Но нас эвакуировали в Пятигорск. У меня была справка, что я учусь на третьем курсе мединститута. Мы только после третьего курса должны были пойти на первую врачебную практику. В Пятигорске я сразу попадаю в госпиталь и, представьте себе, — сразу сто сорок тяжелораненых.

Не хватало крови. Ты ложишься на один стол, раненый — на другом. И прямое переливание крови. Четыреста граммов надо. Встанешь, тебе дадут два стакана какао и кусок белого хлеба. Подкрепишься немного и идешь работать. Один раз я выпила какао, съела этот кусочек хлеба и поднимаюсь идти, а у меня все поплыло перед глазами. Мы сутками не спали.

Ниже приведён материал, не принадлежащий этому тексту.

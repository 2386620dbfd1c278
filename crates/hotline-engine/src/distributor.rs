use std::sync::atomic::Ordering;
use std::sync::Arc;

use serde::Serialize;
use tokio::sync::oneshot;
use tracing::debug;

use hotline_proto::{MessageBody, ProtocolMessage, UpdateKind, UpdatePayload};
use hotline_tree::{diff, RenderTree};

use crate::engine::{EngineCtx, EngineError};
use crate::session::{PendingFlush, Session, SessionState};

/// What a flush actually did, delivered to every waiter whose push the
/// flush covered.
#[derive(Debug, Clone, Serialize)]
#[serde(rename_all = "camelCase")]
pub struct FlushReceipt {
    pub sequence_number: u64,
    pub update_kind: UpdateKind,
    pub devices_notified: usize,
}

/// Handle returned by a batched push. Resolves once the update that carried
/// (or superseded) the staged tree goes out.
#[derive(Debug)]
pub struct StagedPush {
    pub(crate) receipt: oneshot::Receiver<FlushReceipt>,
}

impl StagedPush {
    pub async fn resolved(self) -> Result<FlushReceipt, EngineError> {
        self.receipt.await.map_err(|_| EngineError::SessionClosed)
    }
}

/// Stage a tree in the session's pending-flush slot. A tree already staged
/// is replaced — discarded, never sent — and the batching delay restarts.
pub(crate) async fn stage(
    ctx: &Arc<EngineCtx>,
    session: &Arc<Session>,
    tree: RenderTree,
    preserve_state: bool,
) -> StagedPush {
    let (sender, receiver) = oneshot::channel();
    let delay = ctx.config.batch_delay;

    let mut state = session.state.lock().await;

    let mut waiters = match state.pending.take() {
        Some(pending) => pending.cancel(),
        None => Vec::new(),
    };
    waiters.push(sender);

    let timer_ctx = ctx.clone();
    let timer_session = session.clone();
    let timer = tokio::spawn(async move {
        tokio::time::sleep(delay).await;
        flush_pending(&timer_ctx, &timer_session).await;
    });

    state.pending = Some(PendingFlush {
        tree,
        preserve_state,
        timer,
        waiters,
    });

    StagedPush { receipt: receiver }
}

/// Flush the staged slot if it is still pending. Invoked by the batching
/// timer once the delay elapses uninterrupted.
pub(crate) async fn flush_pending(ctx: &Arc<EngineCtx>, session: &Arc<Session>) {
    let mut state = session.state.lock().await;
    let Some(pending) = state.pending.take() else {
        return;
    };
    let receipt = flush_locked(
        ctx,
        session.id(),
        &mut state,
        pending.tree,
        pending.preserve_state,
    );
    for waiter in pending.waiters {
        let _ = waiter.send(receipt.clone());
    }
}

/// Bypass the staging slot entirely: cancel any pending flush and flush this
/// tree now. Waiters on the canceled slot resolve with this flush's receipt.
pub(crate) async fn flush_now(
    ctx: &Arc<EngineCtx>,
    session: &Arc<Session>,
    tree: RenderTree,
    preserve_state: bool,
) -> FlushReceipt {
    let mut state = session.state.lock().await;
    let waiters = match state.pending.take() {
        Some(pending) => pending.cancel(),
        None => Vec::new(),
    };
    let receipt = flush_locked(ctx, session.id(), &mut state, tree, preserve_state);
    for waiter in waiters {
        let _ = waiter.send(receipt.clone());
    }
    receipt
}

/// Decide full vs incremental, bump the sequence, record the new snapshot,
/// and fan the update out. Runs under the session lock, so every connection
/// observes the same gap-free sequence stream.
fn flush_locked(
    ctx: &EngineCtx,
    session_id: &str,
    state: &mut SessionState,
    tree: RenderTree,
    preserve_state: bool,
) -> FlushReceipt {
    let (update_kind, delta) = match state.current_tree.as_ref() {
        // Nothing to diff against: the first push is always full.
        None => (UpdateKind::Full, None),
        Some(current) => {
            let delta = diff(current, &tree);
            if delta.change_count() < ctx.config.incremental_threshold {
                (UpdateKind::Incremental, Some(delta))
            } else {
                // Large edit sets are riskier to apply piecewise than to
                // replace outright.
                (UpdateKind::Full, None)
            }
        }
    };

    state.sequence_number += 1;
    let sequence_number = state.sequence_number;

    let payload = UpdatePayload {
        update_type: update_kind,
        sequence_number,
        preserve_state,
        tree: (update_kind == UpdateKind::Full).then(|| tree.clone()),
        delta,
    };
    let message = ProtocolMessage::new(session_id, MessageBody::Update(payload));
    state.current_tree = Some(tree);

    let mut devices_notified = 0;
    for connection in state.connections.values() {
        if connection.send(message.clone()) {
            devices_notified += 1;
        }
    }

    ctx.counters.updates_flushed.fetch_add(1, Ordering::Relaxed);
    match update_kind {
        UpdateKind::Full => ctx.counters.full_updates.fetch_add(1, Ordering::Relaxed),
        UpdateKind::Incremental => ctx
            .counters
            .incremental_updates
            .fetch_add(1, Ordering::Relaxed),
    };

    debug!(
        session = %session_id,
        sequence = sequence_number,
        kind = ?update_kind,
        devices = devices_notified,
        "update flushed"
    );

    FlushReceipt {
        sequence_number,
        update_kind,
        devices_notified,
    }
}
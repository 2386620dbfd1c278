use std::sync::Arc;
use std::time::Duration;

use chrono::{DateTime, Utc};
use tokio::sync::mpsc;
use tokio::time::Instant;
use tracing::{debug, error, info, trace, warn};

use hotline_proto::{
    check_version, decode_message, ensure_session, CloseReason, ConnectPayload,
    ConnectedPayload, ErrorPayload, ErrorSeverity, LogLevel, LogPayload, MessageBody,
    PongPayload, ProtocolMessage, VersionCompatibility, PROTOCOL_VERSION,
};

use crate::engine::EngineCtx;
use crate::session::Session;

/// Frames handed to the transport's writer pump. After a `Close` frame the
/// transport is expected to flush what it has queued and drop the socket,
/// surfacing the reason code to the client.
#[derive(Debug)]
pub enum OutboundFrame {
    Message(Box<ProtocolMessage>),
    Close(CloseReason),
}

pub type OutboundSender = mpsc::UnboundedSender<OutboundFrame>;
pub type InboundReceiver = mpsc::UnboundedReceiver<Vec<u8>>;

#[derive(Debug, Clone, Copy, PartialEq, Eq)]
pub enum ConnectionState {
    Registered,
    Closed,
}

/// One device's live attachment to a session. Created on a successful
/// handshake, owned exclusively by the session, destroyed on transport
/// close, heartbeat timeout, eviction, or session deletion.
#[derive(Debug)]
pub struct DeviceConnection {
    pub connection_id: String,
    pub device_id: String,
    pub platform: String,
    pub display_name: Option<String>,
    pub protocol_version: String,
    pub connected_at: DateTime<Utc>,
    pub last_heartbeat_at: Instant,
    pub last_acknowledged_sequence: u64,
    pub last_apply_time_ms: Option<u64>,
    pub state: ConnectionState,
    outbound: OutboundSender,
}

impl DeviceConnection {
    pub(crate) fn new(connect: &ConnectPayload, outbound: OutboundSender) -> Self {
        Self {
            connection_id: uuid::Uuid::new_v4().to_string(),
            device_id: connect.device_id.clone(),
            platform: connect.platform.clone(),
            display_name: connect.device_name.clone(),
            protocol_version: connect.client_version.clone(),
            connected_at: Utc::now(),
            last_heartbeat_at: Instant::now(),
            last_acknowledged_sequence: 0,
            last_apply_time_ms: None,
            state: ConnectionState::Registered,
            outbound,
        }
    }

    pub fn record_heartbeat(&mut self) {
        self.last_heartbeat_at = Instant::now();
    }

    /// A connection is live while `now` is within `timeout` of its last
    /// client-originated heartbeat.
    pub fn is_live(&self, now: Instant, timeout: Duration) -> bool {
        now.duration_since(self.last_heartbeat_at) <= timeout
    }

    /// Queue a message for the device. Closed connections are skipped, not
    /// counted as failures.
    pub(crate) fn send(&self, message: ProtocolMessage) -> bool {
        self.state == ConnectionState::Registered
            && self
                .outbound
                .send(OutboundFrame::Message(Box::new(message)))
                .is_ok()
    }

    pub(crate) fn close(&mut self, reason: CloseReason) {
        if self.state == ConnectionState::Closed {
            return;
        }
        self.state = ConnectionState::Closed;
        let _ = self.outbound.send(OutboundFrame::Close(reason));
    }
}

struct RegisteredDevice {
    connection_id: String,
    session: Arc<Session>,
}

/// Per-connection driver: Pending until a valid `connect`, Registered
/// afterwards, Closed when the loop returns. Runs until the transport's
/// inbound side ends or the engine closes the connection.
pub(crate) async fn drive_device(
    ctx: Arc<EngineCtx>,
    session_id: Option<String>,
    mut inbound: InboundReceiver,
    outbound: OutboundSender,
) {
    let session_id = match session_id {
        Some(id) if !id.trim().is_empty() => id,
        _ => {
            let _ = outbound.send(OutboundFrame::Close(CloseReason::SessionIdRequired));
            return;
        }
    };

    let mut registered: Option<RegisteredDevice> = None;

    while let Some(bytes) = inbound.recv().await {
        let message = match decode_message(&bytes) {
            Ok(message) => message,
            Err(err) => {
                warn!(session = %session_id, error = %err, "undecodable frame");
                send_error(
                    &outbound,
                    &session_id,
                    ErrorPayload::new(
                        "malformed_message",
                        err.to_string(),
                        ErrorSeverity::Fatal,
                        false,
                    ),
                );
                let _ = outbound.send(OutboundFrame::Close(CloseReason::ProtocolError));
                break;
            }
        };

        if let Err(violation) = ensure_session(&message, &session_id) {
            warn!(session = %session_id, addressed = %violation.got, "session mismatch");
            let _ = outbound.send(OutboundFrame::Close(CloseReason::SessionMismatch));
            break;
        }

        match message.body {
            MessageBody::Connect(payload) if registered.is_none() => {
                match handshake(&ctx, &session_id, &payload, &outbound).await {
                    Ok(device) => registered = Some(device),
                    Err(reason) => {
                        let _ = outbound.send(OutboundFrame::Close(reason));
                        return;
                    }
                }
            }
            body => match registered.as_ref() {
                None => {
                    warn!(session = %session_id, kind = body.kind(), "message before handshake");
                    send_error(
                        &outbound,
                        &session_id,
                        ErrorPayload::new(
                            "not_authenticated",
                            "connect before sending other messages",
                            ErrorSeverity::Fatal,
                            false,
                        ),
                    );
                    let _ = outbound.send(OutboundFrame::Close(CloseReason::NotAuthenticated));
                    return;
                }
                Some(device) => {
                    if !handle_registered(device, body, &outbound).await {
                        break;
                    }
                }
            },
        }
    }

    // Transport gone, or the engine closed us. Either way the connection
    // leaves its session; other connections and any pending batch are
    // untouched.
    if let Some(device) = registered {
        if device.session.remove_device(&device.connection_id).await {
            debug!(
                session = %session_id,
                connection = %device.connection_id,
                "device disconnected"
            );
        }
    }
}

/// Pending → Registered, or Pending → Closed with a distinct reason.
async fn handshake(
    ctx: &Arc<EngineCtx>,
    session_id: &str,
    payload: &ConnectPayload,
    outbound: &OutboundSender,
) -> Result<RegisteredDevice, CloseReason> {
    let Some(session) = ctx.registry.get(session_id) else {
        info!(session = %session_id, device = %payload.device_id, "handshake for unknown session");
        send_error(
            outbound,
            session_id,
            ErrorPayload::new(
                "session_not_found",
                format!("session {session_id} not found"),
                ErrorSeverity::Fatal,
                false,
            ),
        );
        return Err(CloseReason::SessionNotFound);
    };

    if session.is_expired().await {
        ctx.registry
            .remove_with_reason(session_id, CloseReason::SessionExpired)
            .await;
        send_error(
            outbound,
            session_id,
            ErrorPayload::new(
                "session_expired",
                format!("session {session_id} expired"),
                ErrorSeverity::Fatal,
                false,
            ),
        );
        return Err(CloseReason::SessionExpired);
    }

    if let VersionCompatibility::Incompatible { reason } =
        check_version(&payload.client_version, PROTOCOL_VERSION)
    {
        warn!(
            session = %session_id,
            device = %payload.device_id,
            client_version = %payload.client_version,
            %reason,
            "rejecting incompatible client"
        );
        send_error(
            outbound,
            session_id,
            ErrorPayload::new("unsupported_version", reason, ErrorSeverity::Fatal, false),
        );
        return Err(CloseReason::UnsupportedVersion);
    }

    let connection = DeviceConnection::new(payload, outbound.clone());
    let connection_id = connection.connection_id.clone();
    let initial_tree = session.register_device(connection).await;

    let reply = ProtocolMessage::new(
        session_id,
        MessageBody::Connected(ConnectedPayload {
            connection_id: connection_id.clone(),
            initial_tree,
        }),
    );
    let _ = outbound.send(OutboundFrame::Message(Box::new(reply)));

    info!(
        session = %session_id,
        connection = %connection_id,
        device = %payload.device_id,
        platform = %payload.platform,
        "device registered"
    );

    Ok(RegisteredDevice {
        connection_id,
        session,
    })
}

/// Dispatch one message from a registered device. Returns false when the
/// driver loop should stop.
async fn handle_registered(
    device: &RegisteredDevice,
    body: MessageBody,
    outbound: &OutboundSender,
) -> bool {
    match body {
        MessageBody::Ping(_) => {
            if !device
                .session
                .record_heartbeat(&device.connection_id)
                .await
            {
                // Evicted between frames; the close frame is already queued.
                return false;
            }
            let pong = ProtocolMessage::new(
                device.session.id(),
                MessageBody::Pong(PongPayload {
                    server_time: Some(Utc::now()),
                }),
            );
            outbound
                .send(OutboundFrame::Message(Box::new(pong)))
                .is_ok()
        }
        MessageBody::Ack(ack) => {
            if !ack.success {
                warn!(
                    session = %device.session.id(),
                    connection = %device.connection_id,
                    sequence = ack.sequence_number,
                    error = ack.error.as_deref().unwrap_or("unspecified"),
                    "device failed to apply update"
                );
            }
            device.session.record_ack(&device.connection_id, &ack).await
        }
        MessageBody::Log(log) => {
            forward_device_log(device.session.id(), &device.connection_id, &log);
            true
        }
        MessageBody::Connect(_) => {
            send_error(
                outbound,
                device.session.id(),
                ErrorPayload::new(
                    "already_connected",
                    "connection already registered",
                    ErrorSeverity::Warning,
                    true,
                ),
            );
            true
        }
        MessageBody::Connected(_)
        | MessageBody::Update(_)
        | MessageBody::Pong(_)
        | MessageBody::Error(_) => {
            warn!(
                session = %device.session.id(),
                connection = %device.connection_id,
                kind = body.kind(),
                "server-bound message of a server-only type"
            );
            send_error(
                outbound,
                device.session.id(),
                ErrorPayload::new(
                    "unexpected_message",
                    format!("clients may not send {} messages", body.kind()),
                    ErrorSeverity::Fatal,
                    false,
                ),
            );
            let _ = outbound.send(OutboundFrame::Close(CloseReason::ProtocolError));
            false
        }
    }
}

fn send_error(outbound: &OutboundSender, session_id: &str, payload: ErrorPayload) {
    let message = ProtocolMessage::new(session_id, MessageBody::Error(payload));
    let _ = outbound.send(OutboundFrame::Message(Box::new(message)));
}

/// Client log lines land in the host's output; they are not part of the
/// protocol's control flow.
fn forward_device_log(session_id: &str, connection_id: &str, log: &LogPayload) {
    match log.level {
        LogLevel::Trace => {
            trace!(session = %session_id, connection = %connection_id, "{}", log.message)
        }
        LogLevel::Debug => {
            debug!(session = %session_id, connection = %connection_id, "{}", log.message)
        }
        LogLevel::Info => {
            info!(session = %session_id, connection = %connection_id, "{}", log.message)
        }
        LogLevel::Warn => {
            warn!(session = %session_id, connection = %connection_id, "{}", log.message)
        }
        LogLevel::Error => {
            error!(session = %session_id, connection = %connection_id, "{}", log.message)
        }
    }
}

#[cfg(test)]
mod tests {
    use super::*;
    use hotline_proto::PingPayload;

    fn connect_payload() -> ConnectPayload {
        ConnectPayload {
            device_id: "device-1".into(),
            platform: "android".into(),
            device_name: None,
            client_version: "1.0.0".into(),
        }
    }

    #[tokio::test(start_paused = true)]
    async fn liveness_window_is_inclusive() {
        let (tx, _rx) = mpsc::unbounded_channel();
        let mut connection = DeviceConnection::new(&connect_payload(), tx);
        let start = Instant::now();
        let timeout = Duration::from_secs(60);

        assert!(connection.is_live(start + timeout, timeout));
        assert!(!connection.is_live(start + timeout + Duration::from_secs(1), timeout));

        tokio::time::advance(Duration::from_secs(120)).await;
        connection.record_heartbeat();
        assert!(connection.is_live(Instant::now(), timeout));
    }

    #[tokio::test]
    async fn close_is_idempotent_and_stops_sends() {
        let (tx, mut rx) = mpsc::unbounded_channel();
        let mut connection = DeviceConnection::new(&connect_payload(), tx);

        connection.close(CloseReason::SessionClosed);
        connection.close(CloseReason::ConnectionTimeout);

        assert!(matches!(
            rx.recv().await,
            Some(OutboundFrame::Close(CloseReason::SessionClosed))
        ));
        assert!(rx.try_recv().is_err());

        let ping = ProtocolMessage::new("s", MessageBody::Ping(PingPayload::default()));
        assert!(!connection.send(ping));
    }
}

Но это все равно был не фронт. А я хотела на фронт. Мне хотелось быть похожей на своих родителей. Мой любимый снимок, где папа и мама в кожаных куртках. Они были необыкновенные люди. Я же вам говорила: они всю гражданскую войну вместе прошли. И я там родилась. На одной войне родилась, к другой успела подрасти.»

У войны не женское лицо

Софья Михайловна Кригель, старший сержант, снайпер:

«В декабре сорок третьего года нашу кабельную роту расформировали. Всех девчонок отправляли домой, но я услышала, что под Москвой есть снайперская школа. И когда меня взывали, сказала, что никуда не поеду, что должна взять винтовку в руки и пойти на передовую. Остальное все — чепуха. Телефон, например, есть телефон. А я должна взять оружие в руки и мстить сама. Я уже знала, что у меня никого из родных не осталось. Моей мамы нет.

Направили меня в снайперскую школу, и я ее окончила на „отлично“. Сегодня окончила, а завтра пошла проситься на фронт, потому что всех отправляли, а меня хотели оставить инструктором в школе. А я даже такой мысли не допускала.»

Евгения Сергеевна Сапронова, гвардии сержант, авиамеханик, уходила на фронт из родного города Елец. Тот день ей запомнился на всю жизнь:

«Я просила маму: только не надо плакать. Это было не ночью, но было темно, и стоял сплошной вой. Они не плакали, наши матери, провожавшие своих дочерей, они выли. Но моя мама не плакала, она стояла, как каменная. Но разве ей не было жалко меня? Она держалась, она боялась, чтоб я не заревела. Я же была маменькина дочка, меня дома баловали. А ту постригли под мальчика, только маленький чубчик оставили. Они с отцом меня не пускали, а я только одним жила: на фронт, на фронт, на фронт! Вот эти плакаты, которые сейчас висят в музее: „Родина-мать зовет!“, „Что ты сделал для фронта?“ — на меня, например, очень действовали. Я решила, что здесь, в тылу, могут остаться женщины постарше, а я все-таки должна пойти на фронт.

К концу войны у нас вся семья воевала. Отец, мама, сестра — они стали железнодорожниками. Они шли сразу за фронтом и восстанавливали дорогу. Медаль „За победу“ у нас получили все: отец, мама, сестра и я.»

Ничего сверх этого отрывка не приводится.